-- Extracted entries follows --

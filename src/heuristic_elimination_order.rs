use crate::context::Context;
use crate::datastructures::{sorted_difference, sorted_intersection, sorted_intersection_size};
use crate::datastructures::{BucketQueue, SortedVertexSet};
use crate::graph::{BaseGraph, HashMapGraph, MutableGraph};
use bitvec::prelude::*;
use fxhash::FxHashMap;
use num::integer::binomial;
use rand::prelude::StdRng;
use rand::Rng;

/// A vertex elimination order together with the position of every vertex.
#[derive(Debug, Clone, PartialEq, Eq)]
pub struct VertexOrdering {
    sequence: Vec<usize>,
    positions: FxHashMap<usize, usize>,
}

impl VertexOrdering {
    pub fn new(sequence: Vec<usize>) -> Self {
        let positions = sequence
            .iter()
            .copied()
            .enumerate()
            .map(|(i, v)| (v, i))
            .collect();
        Self {
            sequence,
            positions,
        }
    }

    #[inline]
    pub fn sequence(&self) -> &[usize] {
        &self.sequence
    }

    #[inline]
    pub fn position(&self, v: usize) -> Option<usize> {
        self.positions.get(&v).copied()
    }

    #[inline]
    pub fn len(&self) -> usize {
        self.sequence.len()
    }

    #[inline]
    pub fn is_empty(&self) -> bool {
        self.sequence.is_empty()
    }

    /// Whether every vertex occurs exactly once.
    pub fn is_permutation(&self) -> bool {
        self.positions.len() == self.sequence.len()
    }
}

#[derive(Debug, Clone, Copy, PartialEq, Eq)]
pub enum OrderingAlgorithmType {
    MinFill,
    MinDegree,
}

impl Default for OrderingAlgorithmType {
    fn default() -> Self {
        OrderingAlgorithmType::MinFill
    }
}

impl OrderingAlgorithmType {
    /// Returns `None` if `ctx` was terminated before the order was complete.
    pub fn compute(
        &self,
        graph: &dyn BaseGraph,
        rng: &mut StdRng,
        ctx: &Context,
    ) -> Option<VertexOrdering> {
        let (vertices, adjacency) = dense_adjacency(graph);
        match self {
            OrderingAlgorithmType::MinFill => {
                greedy_ordering(MinFillSelector::new(&adjacency), &vertices, rng, ctx)
            }
            OrderingAlgorithmType::MinDegree => {
                greedy_ordering(MinDegreeSelector::new(&adjacency), &vertices, rng, ctx)
            }
        }
    }
}

/// Min-fill elimination order of `graph`.
pub fn compute_order(
    graph: &dyn BaseGraph,
    rng: &mut StdRng,
    ctx: &Context,
) -> Option<VertexOrdering> {
    OrderingAlgorithmType::MinFill.compute(graph, rng, ctx)
}

/// Sorted vertex ids plus sorted neighbor lists over the positions `0..n`, without self-loops.
fn dense_adjacency(graph: &dyn BaseGraph) -> (Vec<usize>, Vec<Vec<usize>>) {
    let mut vertices: Vec<usize> = graph.vertices().collect();
    vertices.sort_unstable();
    let index: FxHashMap<usize, usize> = vertices
        .iter()
        .copied()
        .enumerate()
        .map(|(i, v)| (v, i))
        .collect();
    let adjacency = vertices
        .iter()
        .copied()
        .map(|v| {
            let mut neighbors: Vec<usize> = graph
                .neighborhood(v)
                .filter(|u| *u != v)
                .filter_map(|u| index.get(&u).copied())
                .collect();
            neighbors.sort_unstable();
            neighbors.dedup();
            neighbors
        })
        .collect();
    (vertices, adjacency)
}

/// Greedy elimination guided by a selector over the positions `0..n`.
pub trait Selector {
    /// Priority of `v`; lower values are eliminated first.
    fn value(&self, v: usize) -> usize;
    /// Number of remaining neighbors of `v`.
    fn degree(&self, v: usize) -> usize;
    /// Eliminates `v` and returns the remaining vertices whose value may have changed.
    fn eliminate_vertex(&mut self, v: usize) -> Vec<usize>;
}

fn greedy_ordering<S: Selector>(
    mut selector: S,
    vertices: &[usize],
    rng: &mut StdRng,
    ctx: &Context,
) -> Option<VertexOrdering> {
    let mut pq = BucketQueue::new();
    for v in 0..vertices.len() {
        pq.push(v, selector.value(v));
    }

    let mut sequence = Vec::with_capacity(vertices.len());
    let mut pool = Vec::new();
    while !pq.is_empty() {
        if ctx.is_terminated() {
            return None;
        }
        let min_degree = pq
            .top_collection()
            .iter()
            .map(|v| selector.degree(*v))
            .min()?;
        pool.clear();
        pool.extend(
            pq.top_collection()
                .iter()
                .copied()
                .filter(|v| selector.degree(*v) == min_degree),
        );
        let v = pool[rng.gen_range(0..pool.len())];

        pq.erase(v);
        for u in selector.eliminate_vertex(v) {
            pq.push(u, selector.value(u));
        }
        sequence.push(vertices[v]);
    }
    Some(VertexOrdering::new(sequence))
}

pub struct MinDegreeSelector {
    graph: HashMapGraph,
}

impl MinDegreeSelector {
    fn new(adjacency: &[Vec<usize>]) -> Self {
        let mut graph = HashMapGraph::with_capacity(adjacency.len());
        for (v, neighbors) in adjacency.iter().enumerate() {
            graph.add_vertex(v);
            for u in neighbors.iter().copied().filter(|u| v < *u) {
                graph.add_edge(v, u);
            }
        }
        Self { graph }
    }
}

impl Selector for MinDegreeSelector {
    fn value(&self, v: usize) -> usize {
        self.graph.degree(v)
    }

    fn degree(&self, v: usize) -> usize {
        self.graph.degree(v)
    }

    fn eliminate_vertex(&mut self, v: usize) -> Vec<usize> {
        let neighbors: Vec<usize> = self.graph.neighborhood(v).collect();
        self.graph.eliminate_vertex(v);
        neighbors
    }
}

const AFFECTED_NEIGHBOR: u8 = 1;
const AFFECTED_SECOND_ORDER: u8 = 2;
const PRIORITY_CHANGED: u8 = 4;

/// The additional, unaffected and existing neighbors of a neighbor `x` of the eliminated
/// vertex `v`, relative to the closed neighborhood S of `v`.
struct NeighborhoodSplit {
    additional: Vec<usize>,
    unaffected: Vec<usize>,
    existing: Vec<usize>,
}

/// Min-fill selector with incremental fill maintenance.
///
/// Every vertex keeps its closed neighborhood and the number of edges missing to turn its
/// open neighborhood into a clique. Eliminating `v` only touches the fills of its
/// neighbors and of vertices adjacent to at least one neighbor.
pub struct MinFillSelector {
    neighborhood: Vec<SortedVertexSet>,
    fill: Vec<usize>,
    eliminated: BitVec,
    status: Vec<u8>,
}

impl MinFillSelector {
    fn new(adjacency: &[Vec<usize>]) -> Self {
        let neighborhood: Vec<SortedVertexSet> = adjacency
            .iter()
            .enumerate()
            .map(|(v, neighbors)| {
                let mut closed = SortedVertexSet::from_sorted(neighbors);
                closed.insert(v);
                closed
            })
            .collect();
        let fill = adjacency
            .iter()
            .map(|neighbors| {
                let mut existing = 0;
                for (i, x) in neighbors.iter().enumerate() {
                    existing += sorted_intersection_size(&neighbors[i + 1..], &adjacency[*x]);
                }
                binomial(neighbors.len(), 2) - existing
            })
            .collect();
        Self {
            neighborhood,
            fill,
            eliminated: bitvec![0; adjacency.len()],
            status: vec![0; adjacency.len()],
        }
    }

    #[cfg(test)]
    fn fill(&self, v: usize) -> usize {
        self.fill[v]
    }

    /// Edges missing among `vertices` in the current graph.
    fn missing_edges(&self, vertices: &[usize]) -> usize {
        let mut missing = 0;
        for (i, x) in vertices.iter().enumerate() {
            for y in vertices.iter().skip(i + 1) {
                if !self.neighborhood[*x].contains(*y) {
                    missing += 1;
                }
            }
        }
        missing
    }

    fn split(&self, x: usize, v: usize, closed: &[usize]) -> NeighborhoodSplit {
        let own = self.neighborhood[x].to_vec();
        let existing = sorted_intersection(&own, closed)
            .into_iter()
            .filter(|y| *y != x && *y != v)
            .collect();
        NeighborhoodSplit {
            additional: sorted_difference(closed, &own),
            unaffected: sorted_difference(&own, closed),
            existing,
        }
    }

    fn eliminate_simplicial(&mut self, v: usize, closed: &[usize]) -> Vec<usize> {
        let mut changed = Vec::new();
        for u in closed.iter().copied().filter(|u| *u != v) {
            let unaffected = self.neighborhood[u].len() - closed.len();
            self.neighborhood[u].erase(v);
            if unaffected > 0 {
                self.fill[u] -= unaffected;
                changed.push(u);
            }
        }
        changed
    }
}

impl Selector for MinFillSelector {
    fn value(&self, v: usize) -> usize {
        self.fill[v]
    }

    fn degree(&self, v: usize) -> usize {
        self.neighborhood[v].len() - 1
    }

    fn eliminate_vertex(&mut self, v: usize) -> Vec<usize> {
        assert!(!self.eliminated[v]);
        let closed = self.neighborhood[v].to_vec();
        self.eliminated.set(v, true);

        if self.fill[v] == 0 {
            return self.eliminate_simplicial(v, &closed);
        }

        let neighbors: Vec<usize> = closed.iter().copied().filter(|u| *u != v).collect();
        let splits: FxHashMap<usize, NeighborhoodSplit> = neighbors
            .iter()
            .map(|u| (*u, self.split(*u, v, &closed)))
            .collect();

        // all new fills are computed against the graph before elimination
        let mut updates: Vec<(usize, usize)> = Vec::new();
        let mut second_order = Vec::new();
        for u in neighbors.iter().copied() {
            self.status[u] |= AFFECTED_NEIGHBOR;
        }
        for u in neighbors.iter().copied() {
            let split = &splits[&u];
            let mut fill = self.fill[u] + split.additional.len() * split.unaffected.len();
            for a in split.additional.iter() {
                fill -= sorted_intersection_size(&split.unaffected, &splits[a].unaffected);
            }
            fill -= split.unaffected.len() + self.missing_edges(&split.existing);
            updates.push((u, fill));

            for w in split.unaffected.iter().copied() {
                if self.status[w] & AFFECTED_SECOND_ORDER == 0 {
                    self.status[w] |= AFFECTED_SECOND_ORDER;
                    second_order.push(w);
                }
            }
        }
        for w in second_order.iter().copied() {
            let existing = sorted_intersection(&self.neighborhood[w].to_vec(), &neighbors);
            let missing = self.missing_edges(&existing);
            updates.push((w, self.fill[w] - missing));
        }

        for u in neighbors.iter().copied() {
            self.neighborhood[u].merge(&neighbors);
            self.neighborhood[u].erase(v);
        }

        let mut changed = Vec::with_capacity(updates.len());
        for (x, fill) in updates {
            if self.fill[x] != fill {
                self.fill[x] = fill;
                self.status[x] |= PRIORITY_CHANGED;
            }
            if self.status[x] & PRIORITY_CHANGED != 0 {
                changed.push(x);
            }
            self.status[x] = 0;
        }
        changed
    }
}

#[cfg(test)]
mod tests {
    use crate::context::Context;
    use crate::graph::{BaseGraph, HashMapGraph, Hypergraph, MutableGraph};
    use crate::heuristic_elimination_order::{
        compute_order, dense_adjacency, MinFillSelector, OrderingAlgorithmType, Selector,
    };
    use rand::prelude::{SliceRandom, StdRng};
    use rand::{Rng, SeedableRng};

    fn random_graph(n: usize, p: f64, seed: u64) -> Hypergraph {
        let mut rng = StdRng::seed_from_u64(seed);
        let mut graph = Hypergraph::new(n);
        for u in 0..n {
            for v in (u + 1)..n {
                if rng.gen_bool(p) {
                    graph.add_edge(u, v);
                }
            }
        }
        graph
    }

    #[test]
    fn initial_fill_matches_recount() {
        let graph = random_graph(40, 0.2, 1);
        let (_, adjacency) = dense_adjacency(&graph);
        let selector = MinFillSelector::new(&adjacency);
        for v in graph.vertices() {
            assert_eq!(selector.fill(v), graph.fill_in_count(v));
        }
    }

    #[test]
    fn eliminate() {
        for seed in 0..5 {
            let graph = random_graph(35, 0.15, seed);
            let (_, adjacency) = dense_adjacency(&graph);
            let mut selector = MinFillSelector::new(&adjacency);
            let mut vertices: Vec<usize> = graph.vertices().collect();
            let mut mirror = HashMapGraph::from_graph_induced(&graph, &vertices);

            vertices.shuffle(&mut StdRng::seed_from_u64(seed));
            while let Some(v) = vertices.pop() {
                selector.eliminate_vertex(v);
                mirror.eliminate_vertex(v);
                for u in vertices.iter().copied() {
                    assert_eq!(selector.fill(u), mirror.fill_in_count(u));
                    assert_eq!(selector.degree(u), mirror.degree(u));
                }
            }
        }
    }

    #[test]
    fn order_is_permutation() {
        let graph = random_graph(60, 0.1, 7);
        let mut rng = StdRng::seed_from_u64(7);
        for algorithm in [OrderingAlgorithmType::MinFill, OrderingAlgorithmType::MinDegree].iter() {
            let ordering = algorithm.compute(&graph, &mut rng, &Context::new()).unwrap();
            assert_eq!(ordering.len(), 60);
            assert!(ordering.is_permutation());
            for v in 0..60 {
                assert!(ordering.position(v).is_some());
            }
        }
    }

    #[test]
    fn empty_graph() {
        let graph = Hypergraph::new(0);
        let mut rng = StdRng::seed_from_u64(0);
        let ordering = compute_order(&graph, &mut rng, &Context::new()).unwrap();
        assert!(ordering.is_empty());
    }

    #[test]
    fn cycle_starts_with_degree_two_vertex() {
        let mut graph = Hypergraph::new(4);
        graph.add_edge(0, 1);
        graph.add_edge(1, 2);
        graph.add_edge(2, 3);
        graph.add_edge(3, 0);
        let mut rng = StdRng::seed_from_u64(3);
        let ordering = compute_order(&graph, &mut rng, &Context::new()).unwrap();
        assert_eq!(ordering.len(), 4);
        assert_eq!(graph.degree(ordering.sequence()[0]), 2);
    }

    #[test]
    fn star_eliminates_leaves_first() {
        let mut graph = Hypergraph::new(6);
        for leaf in 1..6 {
            graph.add_edge(0, leaf);
        }
        for seed in 0..10 {
            let mut rng = StdRng::seed_from_u64(seed);
            let ordering = compute_order(&graph, &mut rng, &Context::new()).unwrap();
            // with one leaf left the center has degree 1 as well
            assert!(ordering.position(0).unwrap() >= 4);
        }
    }

    #[test]
    fn same_seed_same_order() {
        let graph = random_graph(50, 0.1, 11);
        let a = compute_order(&graph, &mut StdRng::seed_from_u64(5), &Context::new());
        let b = compute_order(&graph, &mut StdRng::seed_from_u64(5), &Context::new());
        assert_eq!(a, b);
    }

    #[test]
    fn terminated_context_yields_none() {
        let graph = random_graph(10, 0.3, 2);
        let ctx = Context::new();
        ctx.terminate();
        let mut rng = StdRng::seed_from_u64(0);
        assert!(compute_order(&graph, &mut rng, &ctx).is_none());
    }
}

-- Extracted entries concluded --

Problem requirements: Find the word "FxHashMap" in the data and copy out each line where it turns up.

Expected answer:
use fxhash::FxHashMap;
    positions: FxHashMap<usize, usize>,
    let index: FxHashMap<usize, usize> = vertices
        let splits: FxHashMap<usize, NeighborhoodSplit> = neighbors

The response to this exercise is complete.